*** Opening DATA UNDER STUDY ***

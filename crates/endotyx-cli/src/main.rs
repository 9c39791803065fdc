mod report;

use std::path::PathBuf;

use anyhow::Context;
use clap::Parser;
use endotyx_common::AnalysisConfig;
use endotyx_ingest::{attach_predictions, load_expression_csv, load_predictions, FileBaselineProvider};
use endotyx_stats::baseline_provider::{BaselineProvider, NoBaseline};
use endotyx_stats::gene_list_provider::{GeneListProvider, StaticGeneList, TopVarianceGeneList};
use endotyx_stats::prediction_provider::InMemoryPredictions;
use endotyx_stats::GeneComparisonEngine;
use tracing::info;
use tracing_subscriber::EnvFilter;

use crate::report::{gene_report, GeneReport, NoGenesReport};

/// Compare positive-label patients against a baseline cohort, gene by gene.
#[derive(Debug, Parser)]
#[command(name = "endotyx", version, about)]
struct Cli {
    /// Config file (.toml, .yaml or .json); defaults to $ENDOTYX_CONFIG or endotyx.toml
    #[arg(long)]
    config: Option<PathBuf>,

    /// Uploaded expression CSV (rows = patients, columns = genes)
    #[arg(long)]
    expression: Option<PathBuf>,

    /// Prediction service response (JSON)
    #[arg(long)]
    predictions: Option<PathBuf>,

    /// Baseline cohort (.json or .csv)
    #[arg(long)]
    baseline: Option<PathBuf>,

    /// Compare this gene only
    #[arg(long, conflicts_with_all = ["all", "index"])]
    gene: Option<String>,

    /// Select the gene at this position of the gene list
    #[arg(long, conflicts_with = "all")]
    index: Option<usize>,

    /// Compare every gene in the gene list
    #[arg(long)]
    all: bool,
}

#[tokio::main]
async fn main() -> anyhow::Result<()> {
    // Logs go to stderr; stdout carries the JSON report.
    tracing_subscriber::fmt()
        .with_env_filter(
            EnvFilter::try_from_default_env()
                .unwrap_or_else(|_| EnvFilter::new("endotyx=info,warn")),
        )
        .with_writer(std::io::stderr)
        .init();

    let cli = Cli::parse();
    info!("endotyx {}", env!("CARGO_PKG_VERSION"));

    let config = match &cli.config {
        Some(path) => AnalysisConfig::from_path(path)
            .with_context(|| format!("Could not load config {:?}", path))?,
        None => AnalysisConfig::load().context("Could not load configuration")?,
    };

    let expression_path = cli
        .expression
        .or_else(|| config.data.expression_csv.clone())
        .context("No expression CSV given (--expression or data.expression_csv)")?;
    let predictions_path = cli
        .predictions
        .or_else(|| config.data.predictions_json.clone())
        .context("No predictions given (--predictions or data.predictions_json)")?;
    let baseline_path = cli.baseline.or_else(|| config.data.baseline.clone());

    let matrix = load_expression_csv(&expression_path, &config.ingest).await?;
    let entries = load_predictions(&predictions_path).await?;
    let predictions = InMemoryPredictions::new(attach_predictions(&matrix.to_samples(), &entries));

    let baseline: Box<dyn BaselineProvider> = match baseline_path {
        Some(path) => Box::new(FileBaselineProvider::open(path, &config.ingest).await),
        None => {
            info!("No baseline configured; comparing positive patients only");
            Box::new(NoBaseline)
        }
    };

    let gene_list: Box<dyn GeneListProvider> = if config.genes.explicit.is_empty() {
        Box::new(TopVarianceGeneList::new(&matrix, config.genes.top_n))
    } else {
        Box::new(StaticGeneList::new(config.genes.explicit.clone()))
    };

    let mut engine = GeneComparisonEngine::from_provider(gene_list.as_ref(), &config);
    if engine.gene_count() == 0 {
        println!("{}", serde_json::to_string_pretty(&NoGenesReport::new())?);
        return Ok(());
    }
    info!("Comparing over {} genes", engine.gene_count());

    let genes: Vec<String> = if cli.all {
        engine.genes().to_vec()
    } else if let Some(gene) = cli.gene {
        vec![gene]
    } else {
        if let Some(index) = cli.index {
            engine.select(index)?;
        }
        engine.active_gene().map(str::to_string).into_iter().collect()
    };

    let reports = genes
        .iter()
        .map(|gene| gene_report(&engine, gene, &predictions, baseline.as_ref()))
        .collect::<Result<Vec<GeneReport>, _>>()?;

    println!("{}", serde_json::to_string_pretty(&reports)?);
    Ok(())
}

*** Closing DATA UNDER STUDY ***

### ACTIVITY
From the data above, copy out every line with the string "info" in it.

### EXERCISE RESPONSE
use tracing::info;
                .unwrap_or_else(|_| EnvFilter::new("endotyx=info,warn")),
    info!("endotyx {}", env!("CARGO_PKG_VERSION"));
            info!("No baseline configured; comparing positive patients only");
    info!("Comparing over {} genes", engine.gene_count());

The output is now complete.